Fasting primes small intestinal regeneration after damage via a microbiome–metabolite–chromatin axis

Fasting enhances small intestinal regeneration after radiation, but the contribution of the gut microbiome to this process remains uncharacterized. We identify Akkermansia muciniphila ( AKK ) as a key mediator of this response. AKK was enriched in fasted mice and its antibiotic depletion abrogated radioprotection, whereas reintroduction restored both organismal survival and intestinal integrity. Fasting elevated propionic acid, consistent with AKK ’s metabolic output.
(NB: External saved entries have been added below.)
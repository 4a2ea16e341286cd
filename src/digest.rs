//! Digest formatting.
//!
//! Turns collected signals into the Markdown document consumed by the
//! downstream synthesis step: `## <Section>` / `### <Subsection>` headers
//! over plain `name (count)` lines. Section order within a category is
//! fixed; assembly is by key, never by collector finish order.

use crate::collector::browser::types::{BookmarkEntry, BrowserSignals};
use crate::collector::devenv::DevEnvSignals;
use crate::collector::messages::MessageSignals;
use crate::collector::system::SystemSignals;
use crate::privacy::extract_names_from_titles;

/// Placeholder emitted when a category produced nothing.
pub const NO_DATA: &str = "No data available";

/// Formatting caps. Extraction already bounds the raw lists; these keep
/// the digest itself readable.
const CLUSTER_LINES: usize = 10;
const RECENT_LINES: usize = 20;
const ALL_TIME_LINES: usize = 15;
const DETAIL_DOMAINS: usize = 8;
const DETAIL_LINES: usize = 5;
const BOOKMARK_FOLDERS: usize = 15;
const BOOKMARKS_PER_FOLDER: usize = 8;

/// `## Browsing`: Chromium signals plus the optional Safari overlay.
pub fn format_browsing(
    chromium: Option<&BrowserSignals>,
    safari: Option<&BrowserSignals>,
) -> String {
    let mut out = String::from("## Browsing\n");

    let empty = chromium.map(|s| s.is_empty()).unwrap_or(true)
        && safari.map(|s| s.is_empty()).unwrap_or(true);
    if empty {
        out.push_str(NO_DATA);
        out.push('\n');
        return out;
    }

    if let Some(signals) = chromium {
        if let Some(browser) = signals.browser {
            out.push_str(&format!("Primary browser: {browser}\n"));
        }
        if !signals.cluster_labels.is_empty() {
            out.push_str("\n### Topic clusters\n");
            for label in signals.cluster_labels.iter().take(CLUSTER_LINES) {
                out.push_str(label);
                out.push('\n');
            }
        }
        if !signals.recent_domains.is_empty() {
            out.push_str("\n### Recent sites (last 7 days)\n");
            for visit in signals.recent_domains.iter().take(RECENT_LINES) {
                out.push_str(&format!("{} ({})\n", visit.domain, visit.visits));
            }
        }
        if !signals.all_time_domains.is_empty() {
            out.push_str("\n### All-time sites\n");
            for visit in signals.all_time_domains.iter().take(ALL_TIME_LINES) {
                out.push_str(&format!("{} ({})\n", visit.domain, visit.visits));
            }
        }
        for (domain, details) in signals.domain_details.iter().take(DETAIL_DOMAINS) {
            out.push_str(&format!("\n### Pages: {domain}\n"));
            for detail in details.iter().take(DETAIL_LINES) {
                out.push_str(&format!("{} ({})\n", detail.title, detail.visit_count));
            }
        }
    }

    if let Some(signals) = safari {
        if !signals.recent_domains.is_empty() {
            out.push_str("\n### Safari recent sites (last 7 days)\n");
            for visit in signals.recent_domains.iter().take(RECENT_LINES) {
                out.push_str(&format!("{} ({})\n", visit.domain, visit.visits));
            }
        }
        out.push_str(&format_bookmarks(&signals.bookmarks));
    }

    out
}

/// Group bookmarks by folder, capped at 15 folders of 8 entries.
fn format_bookmarks(bookmarks: &[BookmarkEntry]) -> String {
    if bookmarks.is_empty() {
        return String::new();
    }
    let mut folders: Vec<(&str, Vec<&BookmarkEntry>)> = Vec::new();
    for entry in bookmarks {
        match folders.iter_mut().find(|(name, _)| *name == entry.folder) {
            Some((_, entries)) => entries.push(entry),
            None => folders.push((entry.folder.as_str(), vec![entry])),
        }
    }

    let mut out = String::new();
    for (folder, entries) in folders.into_iter().take(BOOKMARK_FOLDERS) {
        out.push_str(&format!("\n### Bookmarks: {folder}\n"));
        for entry in entries.into_iter().take(BOOKMARKS_PER_FOLDER) {
            out.push_str(&entry.title);
            out.push('\n');
        }
    }
    out
}

/// `## Development environment`
pub fn format_devenv(signals: &DevEnvSignals) -> String {
    let mut out = String::from("## Development environment\n");
    if signals.is_empty() {
        out.push_str(NO_DATA);
        out.push('\n');
        return out;
    }

    if !signals.dotfiles.is_empty() {
        out.push_str("\n### Dotfiles\n");
        for dotfile in &signals.dotfiles {
            out.push_str(dotfile);
            out.push('\n');
        }
    }
    if signals.git_name.is_some() || signals.git_email.is_some() {
        out.push_str("\n### Git identity\n");
        if let Some(name) = &signals.git_name {
            out.push_str(&format!("user.name: {name}\n"));
        }
        if let Some(email) = &signals.git_email {
            out.push_str(&format!("user.email: {email}\n"));
        }
    }
    if !signals.runtimes.is_empty() {
        out.push_str("\n### Runtimes\n");
        for runtime in &signals.runtimes {
            out.push_str(&format!("{} ({})\n", runtime.name, runtime.version));
        }
    }
    out
}

/// `## Apps & system`
pub fn format_system(signals: &SystemSignals) -> String {
    let mut out = String::from("## Apps & system\n");
    if signals.is_empty() {
        out.push_str(NO_DATA);
        out.push('\n');
        return out;
    }

    if !signals.dock_pins.is_empty() {
        out.push_str("\n### Dock pins\n");
        for pin in &signals.dock_pins {
            out.push_str(&pin.label);
            out.push('\n');
        }
    }
    if !signals.app_usage.is_empty() {
        out.push_str("\n### App usage (minutes, last 7 days)\n");
        for usage in &signals.app_usage {
            out.push_str(&format!("{} ({})\n", usage.app, usage.duration_minutes));
        }
    }
    let fs = &signals.filesystem;
    if !fs.downloads_extensions.is_empty() {
        out.push_str("\n### Downloads file types\n");
        for item in &fs.downloads_extensions {
            out.push_str(&format!("{} ({})\n", item.name, item.count));
        }
    }
    if !fs.desktop_file_types.is_empty() {
        out.push_str("\n### Desktop file types\n");
        for item in &fs.desktop_file_types {
            out.push_str(&format!("{} ({})\n", item.name, item.count));
        }
    }
    if !fs.documents_folders.is_empty() {
        out.push_str("\n### Documents folders\n");
        for item in &fs.documents_folders {
            out.push_str(&item.name);
            out.push('\n');
        }
    }
    out
}

/// `## Messages & notes`, formatted raw; the privacy pass replaces
/// every mapped name afterwards.
pub fn format_messages(signals: &MessageSignals) -> String {
    let mut out = String::from("## Messages & notes\n");
    if signals.is_empty() {
        out.push_str(NO_DATA);
        out.push('\n');
        return out;
    }

    if signals.recent_message_count > 0 {
        out.push_str("\n### Activity\n");
        out.push_str(&format!(
            "messages last 7 days ({})\n",
            signals.recent_message_count
        ));
    }
    if !signals.contacts.is_empty() {
        out.push_str("\n### Frequent contacts\n");
        for contact in signals.contacts.iter().take(15) {
            out.push_str(contact);
            out.push('\n');
        }
    }
    let people = extract_names_from_titles(&signals.event_titles);
    if !people.is_empty() {
        out.push_str("\n### Recurring meetings with\n");
        for person in people.iter().take(15) {
            out.push_str(person);
            out.push('\n');
        }
    }
    out
}

/// Concatenate category sections in their fixed order.
pub fn assemble(sections: &[String]) -> String {
    sections
        .iter()
        .map(|s| s.trim_end())
        .collect::<Vec<_>>()
        .join("\n\n")
        + "\n"
}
AKK -conditioned medium and propionate induced histone H3 acetylation in intestinal stem cell cultures while in vivo fasting induced AKK -dependent H3K27ac and H3K9ac, remodeling promoter–enhancer landscapes in crypt epithelial cells. Epigenetic profiling revealed a rewired core regulatory program enriched for pioneer transcription factors (Foxa, Gata, Klf), architectural organizers (Ctcf, Boris), and lineage-defining and metabolic regulators (Cdx2, Hnf4). This program supports expansion of a population of primed persister cells characterized by open chromatin accessibility at key stem and regenerative-associated loci including Clu , Olfm4 , Lgr5, Ascl2, Lrig1, Sox9, Rnf43, and Axin2. These findings define a fasting-induced microbiome–metabolite–chromatin axis that epigenetically primes highly plastic persister cells for rapid regeneration of the intestinal epithelium following radiation-induced injury.